Monday, 17 March 2014

How does the principle of limited liability reduce the financial burden of many company?

How does the principle of limited liability reduce the financial burden of many company?
The principal of limited liability reduces the financial burden of the shareholders which makes the shareholders willing to invest in companies. Assume that you have $1,000,000 to invest and you also have $2,000,000 of other assets including your home and your retirement savings.If you invested the $100,000 in ten businesses that did not have limited liability (for example, a partnership or a sole proprietorship), if any one of those businesses went bust and had outstanding liabilities the creditors of the business could take some or all of the $2,900,000 (your investment in the other businesses plus your other assets) to satisfy the business's debts.
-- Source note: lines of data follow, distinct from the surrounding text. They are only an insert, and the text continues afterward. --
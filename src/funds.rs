use solana_sdk::{
    pubkey::Pubkey,
    signature::{Keypair, Signature},
    signer::Signer,
    system_instruction,
};
use std::sync::Arc;
use tracing::info;

use crate::chunk::{chunk, group_count};
use crate::config::{BundlerConfig, PriorityFee};
use crate::error::{BundlerError, Result};
use crate::ledger::{run_sweep, sign_v0, submit_checked, Ledger, SweepGroup, SweepReport};
use crate::metrics::BundlerMetrics;

/// Lamports a bundle of `amounts` buys needs on the payer before anything is sent:
/// the main wallet fee, one table fee per group, and per wallet its fee plus
/// 110% of its buy.
pub fn required_bundle_budget(config: &BundlerConfig, amounts: &[u64]) -> u64 {
    let tables = group_count(amounts.len(), config.group_size) as u64;
    let per_wallet: u64 = amounts
        .iter()
        .map(|a| config.sub_wallet_fee_lamports.saturating_add(a.saturating_mul(11) / 10))
        .fold(0u64, u64::saturating_add);
    config
        .main_wallet_fee_lamports
        .saturating_add(config.lut_fee_lamports.saturating_mul(tables))
        .saturating_add(per_wallet)
}

pub fn ensure_bundle_budget(config: &BundlerConfig, available: u64, amounts: &[u64]) -> Result<()> {
    let required = required_bundle_budget(config, amounts);
    if available < required {
        return Err(BundlerError::InsufficientFunds { required, available });
    }
    Ok(())
}

pub struct FundManager {
    ledger: Arc<dyn Ledger>,
    gather_group_size: usize,
    priority: PriorityFee,
    metrics: Option<Arc<BundlerMetrics>>,
}

impl FundManager {
    pub fn new(ledger: Arc<dyn Ledger>, config: &BundlerConfig, metrics: Option<Arc<BundlerMetrics>>) -> Self {
        Self {
            ledger,
            gather_group_size: config.gather_group_size.max(1),
            priority: config.priority_fee(),
            metrics,
        }
    }

    async fn balances(&self, wallets: &[Pubkey]) -> Result<Vec<u64>> {
        let mut out = Vec::with_capacity(wallets.len());
        for w in wallets {
            out.push(self.ledger.get_balance(w).await?);
        }
        Ok(out)
    }

    /// Tops every target up to `min_balance` in a single transaction.
    /// Returns `None` when nobody is short.
    pub async fn distribute(&self, source: &Keypair, targets: &[Pubkey], min_balance: u64) -> Result<Option<Signature>> {
        let balances = self.balances(targets).await?;
        let shortfalls: Vec<(Pubkey, u64)> = targets
            .iter()
            .zip(balances)
            .filter(|(_, balance)| *balance < min_balance)
            .map(|(target, balance)| (*target, min_balance - balance))
            .collect();
        if shortfalls.is_empty() {
            info!(targets = targets.len(), "no wallet below minimum balance");
            return Ok(None);
        }

        let required = shortfalls.iter().fold(0u64, |acc, (_, s)| acc.saturating_add(*s));
        let available = self.ledger.get_balance(&source.pubkey()).await?;
        if available < required {
            return Err(BundlerError::InsufficientFunds { required, available });
        }

        let from = source.pubkey();
        let transfers: Vec<_> = shortfalls
            .iter()
            .map(|(to, lamports)| system_instruction::transfer(&from, to, *lamports))
            .collect();
        let ixs = self.priority.with(&transfers);
        let blockhash = self.ledger.get_latest_blockhash().await?;
        let tx = sign_v0(&from, &ixs, &[], blockhash, &[source])?;
        let signature = submit_checked(self.ledger.as_ref(), &tx).await?;
        info!(wallets = shortfalls.len(), lamports = required, %signature, "distributed");
        Ok(Some(signature))
    }

    /// Sweeps every wallet's full balance to `destination`, `payer` covering fees.
    /// Groups that fail simulation are skipped.
    pub async fn gather(&self, payer: &Keypair, wallets: &[Arc<Keypair>], destination: &Pubkey) -> Result<SweepReport> {
        let payer_key = payer.pubkey();
        let candidates: Vec<&Arc<Keypair>> = wallets
            .iter()
            .filter(|w| w.pubkey() != payer_key && w.pubkey() != *destination)
            .collect();
        let keys: Vec<Pubkey> = candidates.iter().map(|w| w.pubkey()).collect();
        let balances = self.balances(&keys).await?;

        let funded: Vec<(&Arc<Keypair>, u64)> = candidates
            .into_iter()
            .zip(balances)
            .filter(|(_, balance)| *balance > 0)
            .collect();

        let groups = chunk(&funded, self.gather_group_size)
            .into_iter()
            .map(|group| SweepGroup {
                instructions: group
                    .iter()
                    .map(|(w, lamports)| system_instruction::transfer(&w.pubkey(), destination, *lamports))
                    .collect(),
                signers: group.iter().map(|(w, _)| Arc::as_ref(*w)).collect(),
            })
            .collect();

        let report = run_sweep(
            self.ledger.as_ref(),
            payer,
            "gather",
            groups,
            self.priority,
            self.metrics.as_deref(),
        )
        .await?;
        info!(wallets = funded.len(), skipped = report.skipped_groups, "gather done");
        Ok(report)
    }
}

#[cfg(test)]
mod tests {
    use super::*;
    use crate::testing::MockLedger;

    fn wallets(n: usize) -> Vec<Arc<Keypair>> {
        (0..n).map(|_| Arc::new(Keypair::new())).collect()
    }

    #[test]
    fn budget_follows_fee_schedule() {
        let cfg = BundlerConfig::default();
        // 6 wallets => 2 groups of 5
        let amounts = [1_000_000u64; 6];
        let expected = 2_500_000 + 2 * 11_000_000 + 6 * (2_200_000 + 1_100_000);
        assert_eq!(required_bundle_budget(&cfg, &amounts), expected);
        assert!(ensure_bundle_budget(&cfg, expected, &amounts).is_ok());
        assert!(matches!(
            ensure_bundle_budget(&cfg, expected - 1, &amounts),
            Err(BundlerError::InsufficientFunds { available, .. }) if available == expected - 1
        ));
    }

    #[tokio::test]
    async fn distribute_tops_up_only_short_wallets() {
        let ledger = Arc::new(MockLedger::new());
        let source = Keypair::new();
        ledger.set_balance(source.pubkey(), 10_000_000);
        let targets: Vec<Pubkey> = (0..3).map(|_| Pubkey::new_unique()).collect();
        ledger.set_balance(targets[0], 5_000_000);
        ledger.set_balance(targets[1], 500_000);

        let mgr = FundManager::new(ledger.clone(), &BundlerConfig::default(), None);
        let sig = mgr.distribute(&source, &targets, 1_000_000).await.unwrap();
        assert!(sig.is_some());

        let sent = ledger.sent();
        assert_eq!(sent.len(), 1);
        assert_eq!(sent[0].tx.message.instructions().len(), 2);
        assert_eq!(ledger.balance_of(&targets[1]), 1_000_000);
        assert_eq!(ledger.balance_of(&targets[2]), 1_000_000);
        assert_eq!(ledger.balance_of(&targets[0]), 5_000_000);

        // everyone is topped up now
        assert!(mgr.distribute(&source, &targets, 1_000_000).await.unwrap().is_none());
        assert_eq!(ledger.sent().len(), 1);
    }

    #[tokio::test]
    async fn distribute_checks_source_first() {
        let ledger = Arc::new(MockLedger::new());
        let source = Keypair::new();
        ledger.set_balance(source.pubkey(), 100);
        let targets = vec![Pubkey::new_unique()];

        let mgr = FundManager::new(ledger.clone(), &BundlerConfig::default(), None);
        let err = mgr.distribute(&source, &targets, 1_000).await.unwrap_err();
        assert!(matches!(err, BundlerError::InsufficientFunds { required: 1_000, available: 100 }));
        assert!(ledger.sent().is_empty());
    }

    #[tokio::test]
    async fn gather_groups_by_seven_and_is_idempotent() {
        let ledger = Arc::new(MockLedger::new());
        let payer = Keypair::new();
        let ws = wallets(10);
        for w in &ws[..9] {
            ledger.set_balance(w.pubkey(), 2_000_000);
        }

        let mgr = FundManager::new(ledger.clone(), &BundlerConfig::default(), None);
        let report = mgr.gather(&payer, &ws, &payer.pubkey()).await.unwrap();
        assert_eq!(report.signatures.len(), 2);
        assert_eq!(report.skipped_groups, 0);
        assert_eq!(ledger.balance_of(&payer.pubkey()), 18_000_000);

        let sent_before = ledger.sent().len();
        let calls_before = ledger.calls();
        let again = mgr.gather(&payer, &ws, &payer.pubkey()).await.unwrap();
        assert!(again.signatures.is_empty());
        assert_eq!(ledger.sent().len(), sent_before);
        // only balance reads, no blockhash or simulation
        assert_eq!(ledger.calls() - calls_before, ws.len());
    }

    #[tokio::test]
    async fn gather_skips_rejected_group() {
        let ledger = Arc::new(MockLedger::new());
        let payer = Keypair::new();
        let destination = Pubkey::new_unique();
        let ws = wallets(8);
        for w in &ws {
            ledger.set_balance(w.pubkey(), 1_000);
        }
        ledger.reject_simulation_call(0);

        let mgr = FundManager::new(ledger.clone(), &BundlerConfig::default(), None);
        let report = mgr.gather(&payer, &ws, &destination).await.unwrap();
        assert_eq!(report.skipped_groups, 1);
        assert_eq!(report.signatures.len(), 1);
        assert_eq!(ledger.balance_of(&destination), 1_000);
    }

    #[tokio::test]
    async fn gather_carries_priority_fee() {
        let ledger = Arc::new(MockLedger::new());
        let payer = Keypair::new();
        let ws = wallets(3);
        for w in &ws {
            ledger.set_balance(w.pubkey(), 5_000);
        }
        let mut cfg = BundlerConfig::default();
        cfg.compute_unit_limit = Some(100_000);
        cfg.compute_unit_price_micro_lamports = Some(25_000);

        let mgr = FundManager::new(ledger.clone(), &cfg, None);
        mgr.gather(&payer, &ws, &payer.pubkey()).await.unwrap();

        let sent = ledger.sent();
        assert_eq!(sent.len(), 1);
        let keys = sent[0].tx.message.static_account_keys();
        let programs: Vec<Pubkey> = sent[0]
            .tx
            .message
            .instructions()
            .iter()
            .map(|ix| keys[ix.program_id_index as usize])
            .collect();
        assert_eq!(programs.len(), 5);
        assert_eq!(&programs[..2], &[solana_sdk::compute_budget::id(); 2]);
        assert_eq!(ledger.balance_of(&payer.pubkey()), 15_000);
    }
}
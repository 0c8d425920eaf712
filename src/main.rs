use anyhow::{anyhow, bail, Context, Result};
use curve_bundler::{
    metrics::BundlerMetrics, observability::init_tracing, Bundler, BundlerConfig, JitoRelay,
    RpcLedger,
};
use prometheus::Registry;
use solana_sdk::{
    pubkey::Pubkey,
    signature::{read_keypair_file, Keypair},
    signer::Signer,
};
use std::sync::Arc;
use std::time::Duration;
use tracing::info;

fn load_keypair(path: &str) -> Result<Keypair> {
    read_keypair_file(path).map_err(|e| anyhow!("failed to read keypair {path}: {e}"))
}

#[tokio::main]
async fn main() -> Result<()> {
    init_tracing("curve_bundler=info");

    let config_path = std::env::var("CONFIG_PATH").unwrap_or_else(|_| "config.toml".to_string());
    let config = BundlerConfig::from_file(&config_path)
        .and_then(BundlerConfig::from_env_overrides)
        .context("failed to load configuration")?;
    config.validate().context("invalid configuration")?;

    let payer = load_keypair(&config.payer_keypair_path)?;
    let wallets = config
        .wallet_keypair_paths
        .iter()
        .map(|p| load_keypair(p).map(Arc::new))
        .collect::<Result<Vec<_>>>()?;

    let registry = Registry::new();
    let metrics = Arc::new(BundlerMetrics::new(&registry)?);
    let ledger = Arc::new(RpcLedger::from_url(
        &config.rpc_url,
        config.commitment_config(),
        Duration::from_secs(config.tx_confirm_timeout_secs),
    ));
    let relay = Arc::new(JitoRelay::new(&config)?);
    let bundler = Bundler::new(config, ledger, relay, Some(metrics))?;

    let command = std::env::args().nth(1).unwrap_or_else(|| "collect".to_string());
    match command.as_str() {
        // Pull everything back to the payer and reclaim table rent.
        "collect" => {
            let gathered = bundler.collect(&payer, &wallets, &payer.pubkey()).await?;
            info!(txs = gathered.signatures.len(), skipped = gathered.skipped_groups, "wallets collected");
            let (deactivated, closed) = bundler.burn_lookup_tables(&payer).await?;
            info!(
                deactivated = deactivated.signatures.len(),
                closed = closed.signatures.len(),
                "lookup tables burned"
            );
        }
        "distribute" => {
            let lamports: u64 = std::env::args()
                .nth(2)
                .context("usage: distribute <lamports>")?
                .parse()
                .context("lamports must be an integer")?;
            let targets: Vec<Pubkey> = wallets.iter().map(|w| w.pubkey()).collect();
            match bundler.distribute(&payer, &targets, lamports).await? {
                Some(signature) => info!(%signature, "wallets funded"),
                None => info!("every wallet already funded"),
            }
        }
        other => bail!("unknown command {other}, expected collect or distribute"),
    }

    info!(metrics = %BundlerMetrics::scrape(&registry), "done");
    Ok(())
}
use solana_sdk::{
    address_lookup_table::{self, instruction as alt_ix, AddressLookupTableAccount},
    clock::Slot,
    pubkey::Pubkey,
    signature::Keypair,
    signer::Signer,
};
use std::collections::HashSet;
use std::sync::Arc;
use std::time::Duration;
use tokio::time::Instant;
use tracing::{info, warn};

use crate::chunk::chunk;
use crate::config::{BundlerConfig, PriorityFee};
use crate::error::{BundlerError, Result};
use crate::ledger::{run_sweep, sign_v0, submit_checked, AccountFilter, Ledger, SweepGroup, SweepReport};
use crate::metrics::BundlerMetrics;

// Table account layout: u32 state tag, deactivation slot, last extended slot,
// start index, Option<authority>, u16 padding, then 32-byte addresses.
const DEACTIVATION_SLOT_OFFSET: usize = 4;
const AUTHORITY_OFFSET: usize = 22;
const META_SIZE: usize = 56;

#[derive(Debug, Clone, Copy, PartialEq, Eq)]
pub enum TablePhase {
    Active,
    Deactivated { slot: Slot },
}

#[derive(Debug, Clone, Copy, PartialEq, Eq)]
pub struct OwnedTable {
    pub address: Pubkey,
    pub phase: TablePhase,
}

/// Proof that deactivation was submitted, and when. Closing consumes it.
#[derive(Debug, Clone, Copy)]
pub struct Deactivation {
    submitted_at: Instant,
    cooldown: Duration,
}

impl Deactivation {
    pub fn ready_at(&self) -> Instant {
        self.submitted_at + self.cooldown
    }
}

pub fn decode_phase(data: &[u8]) -> Result<TablePhase> {
    let raw = data
        .get(DEACTIVATION_SLOT_OFFSET..DEACTIVATION_SLOT_OFFSET + 8)
        .ok_or_else(|| BundlerError::InvalidAccountData("lookup table too short".into()))?;
    let mut buf = [0u8; 8];
    buf.copy_from_slice(raw);
    Ok(match u64::from_le_bytes(buf) {
        Slot::MAX => TablePhase::Active,
        slot => TablePhase::Deactivated { slot },
    })
}

pub fn decode_addresses(data: &[u8]) -> Result<Vec<Pubkey>> {
    let body = data
        .get(META_SIZE..)
        .ok_or_else(|| BundlerError::InvalidAccountData("lookup table too short".into()))?;
    if body.len() % 32 != 0 {
        return Err(BundlerError::InvalidAccountData("lookup table address region misaligned".into()));
    }
    Ok(body
        .chunks_exact(32)
        .map(|c| {
            let mut key = [0u8; 32];
            key.copy_from_slice(c);
            Pubkey::new_from_array(key)
        })
        .collect())
}

/// Order-preserving dedup.
pub fn dedup_addresses(addresses: &[Pubkey]) -> Vec<Pubkey> {
    let mut seen = HashSet::with_capacity(addresses.len());
    addresses.iter().copied().filter(|a| seen.insert(*a)).collect()
}

pub struct LookupTableManager {
    ledger: Arc<dyn Ledger>,
    page_size: usize,
    sweep_group_size: usize,
    recent_slot_lag: u64,
    cooldown: Duration,
    priority: PriorityFee,
    metrics: Option<Arc<BundlerMetrics>>,
}

impl LookupTableManager {
    pub fn new(ledger: Arc<dyn Ledger>, config: &BundlerConfig, metrics: Option<Arc<BundlerMetrics>>) -> Self {
        Self {
            ledger,
            page_size: config.lut_page_size.max(1),
            sweep_group_size: config.lut_sweep_group_size.max(1),
            recent_slot_lag: config.lut_recent_slot_lag,
            cooldown: Duration::from_secs(config.lut_cooldown_secs),
            priority: config.priority_fee(),
            metrics,
        }
    }

    /// Creates a table holding `addresses` (deduplicated), one page per transaction.
    /// The first transaction creates the table and writes page 0; every later
    /// page is sent only after the previous one confirmed.
    pub async fn create(&self, payer: &Keypair, addresses: &[Pubkey]) -> Result<AddressLookupTableAccount> {
        let addresses = dedup_addresses(addresses);
        if addresses.is_empty() {
            return Err(BundlerError::LutCreation("no addresses to register".into()));
        }

        let slot = self.ledger.get_slot().await?;
        let recent_slot = slot.saturating_sub(self.recent_slot_lag);
        let authority = payer.pubkey();
        let (create_ix, table) = alt_ix::create_lookup_table(authority, authority, recent_slot);

        let pages = chunk(&addresses, self.page_size);
        let total = pages.len();
        let mut create_ix = Some(create_ix);
        for (page, keys) in pages.into_iter().enumerate() {
            let mut ixs = self.priority.instructions();
            if let Some(ix) = create_ix.take() {
                ixs.push(ix);
            }
            ixs.push(alt_ix::extend_lookup_table(table, authority, Some(authority), keys));

            let blockhash = self.ledger.get_latest_blockhash().await?;
            let tx = sign_v0(&authority, &ixs, &[], blockhash, &[payer])?;
            let signature = submit_checked(self.ledger.as_ref(), &tx)
                .await
                .map_err(|e| page_error(page, e))?;
            if let Some(m) = &self.metrics {
                m.lut_pages_written.inc();
            }
            info!(%table, page, total, %signature, "lookup table page written");
        }

        Ok(AddressLookupTableAccount { key: table, addresses })
    }

    pub async fn fetch(&self, table: &Pubkey) -> Result<AddressLookupTableAccount> {
        let account = self
            .ledger
            .get_account(table)
            .await?
            .ok_or(BundlerError::AccountNotFound(*table))?;
        Ok(AddressLookupTableAccount {
            key: *table,
            addresses: decode_addresses(&account.data)?,
        })
    }

    /// Every table whose authority is `authority`, found by scanning the table program.
    pub async fn owned_tables(&self, authority: &Pubkey) -> Result<Vec<OwnedTable>> {
        let filter = AccountFilter::Memcmp {
            offset: AUTHORITY_OFFSET,
            bytes: authority.to_bytes().to_vec(),
        };
        let accounts = self
            .ledger
            .scan_program_accounts(&address_lookup_table::program::id(), &[filter])
            .await?;
        let mut tables = Vec::with_capacity(accounts.len());
        for (address, account) in accounts {
            match decode_phase(&account.data) {
                Ok(phase) => tables.push(OwnedTable { address, phase }),
                Err(e) => warn!(%address, error = %e, "ignoring undecodable table"),
            }
        }
        Ok(tables)
    }

    /// Deactivates every active table owned by `authority`.
    pub async fn deactivate_all(&self, authority: &Keypair) -> Result<(SweepReport, Deactivation)> {
        let owner = authority.pubkey();
        let active: Vec<Pubkey> = self
            .owned_tables(&owner)
            .await?
            .into_iter()
            .filter(|t| t.phase == TablePhase::Active)
            .map(|t| t.address)
            .collect();

        let groups = chunk(&active, self.sweep_group_size)
            .into_iter()
            .map(|tables| SweepGroup {
                instructions: tables
                    .iter()
                    .map(|t| alt_ix::deactivate_lookup_table(*t, owner))
                    .collect(),
                signers: Vec::new(),
            })
            .collect();
        let report = run_sweep(
            self.ledger.as_ref(),
            authority,
            "deactivate",
            groups,
            self.priority,
            self.metrics.as_deref(),
        )
        .await?;
        info!(tables = active.len(), skipped = report.skipped_groups, "deactivation sweep done");

        let deactivation = Deactivation {
            submitted_at: Instant::now(),
            cooldown: self.cooldown,
        };
        Ok((report, deactivation))
    }

    /// Waits out the cooldown, then closes every deactivated table and sends the
    /// rent to `recipient`.
    pub async fn close_all(
        &self,
        authority: &Keypair,
        recipient: &Pubkey,
        deactivation: Deactivation,
    ) -> Result<SweepReport> {
        let ready_at = deactivation.ready_at();
        if ready_at > Instant::now() {
            info!(wait_secs = (ready_at - Instant::now()).as_secs(), "waiting for table cooldown");
            tokio::time::sleep_until(ready_at).await;
        }

        let owner = authority.pubkey();
        let closable: Vec<Pubkey> = self
            .owned_tables(&owner)
            .await?
            .into_iter()
            .filter(|t| matches!(t.phase, TablePhase::Deactivated { .. }))
            .map(|t| t.address)
            .collect();

        let groups = chunk(&closable, self.sweep_group_size)
            .into_iter()
            .map(|tables| SweepGroup {
                instructions: tables
                    .iter()
                    .map(|t| alt_ix::close_lookup_table(*t, owner, *recipient))
                    .collect(),
                signers: Vec::new(),
            })
            .collect();
        let report = run_sweep(
            self.ledger.as_ref(),
            authority,
            "close",
            groups,
            self.priority,
            self.metrics.as_deref(),
        )
        .await?;
        info!(tables = closable.len(), skipped = report.skipped_groups, "close sweep done");
        Ok(report)
    }

    /// Deactivate, wait, close.
    pub async fn burn(&self, authority: &Keypair, recipient: &Pubkey) -> Result<(SweepReport, SweepReport)> {
        let (deactivated, token) = self.deactivate_all(authority).await?;
        let closed = self.close_all(authority, recipient, token).await?;
        Ok((deactivated, closed))
    }
}

fn page_error(page: usize, e: BundlerError) -> BundlerError {
    let reason = e.to_string();
    if page == 0 {
        BundlerError::LutCreation(reason)
    } else {
        BundlerError::LutExtend { page, reason }
    }
}
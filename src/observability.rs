use tracing_subscriber::{
    fmt::time::ChronoLocal, layer::SubscriberExt, util::SubscriberInitExt, EnvFilter,
};

/// Installs the global subscriber. `RUST_LOG` wins over `default_filter`.
/// Calling it twice is harmless; the second install is ignored.
pub fn init_tracing(default_filter: &str) {
    let _ = tracing_subscriber::registry()
        .with(EnvFilter::try_from_default_env().unwrap_or_else(|_| default_filter.into()))
        .with(
            tracing_subscriber::fmt::layer()
                .with_timer(ChronoLocal::rfc_3339())
                .with_thread_ids(true)
                .with_target(true),
        )
        .try_init();
}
This exposure would make people very leery about investing in new businesses. Many people would put their $1.000.000 of investment money in the bank or perhaps make mortgage loans.While there is nothing wrong with safe investments like bank accounts and mortgage loans, unfortunately an economy dependant on bank accounts and mortgages will grow very slowly, if at all. Investments in businesses, not bank accounts and mortgages drive the growth in the economy, create new jobs, generate the revenues that pay the government's taxes, etc. etc. No bank would have lent Bill Gates the money to start MicroSoft or Henry Ford the money to start Ford Motor Company. This is one reason why socialism was doomed to failure, there is no room for innovation in socialism.With limited liability, an investor can make ten $100,000 investments and know that if one goes bust, she will lose the $100,000 she invested in that business but her other assets are still safe.Companies can also use limited liability, if a company is considering a risky investment, they might set up a subsidiary (a company that they own) and run the new business in the subsidiary. That way if the new business bombs, they will lose what they invested in it but the other assets of the company will be safe and they will be able to continue their existing business.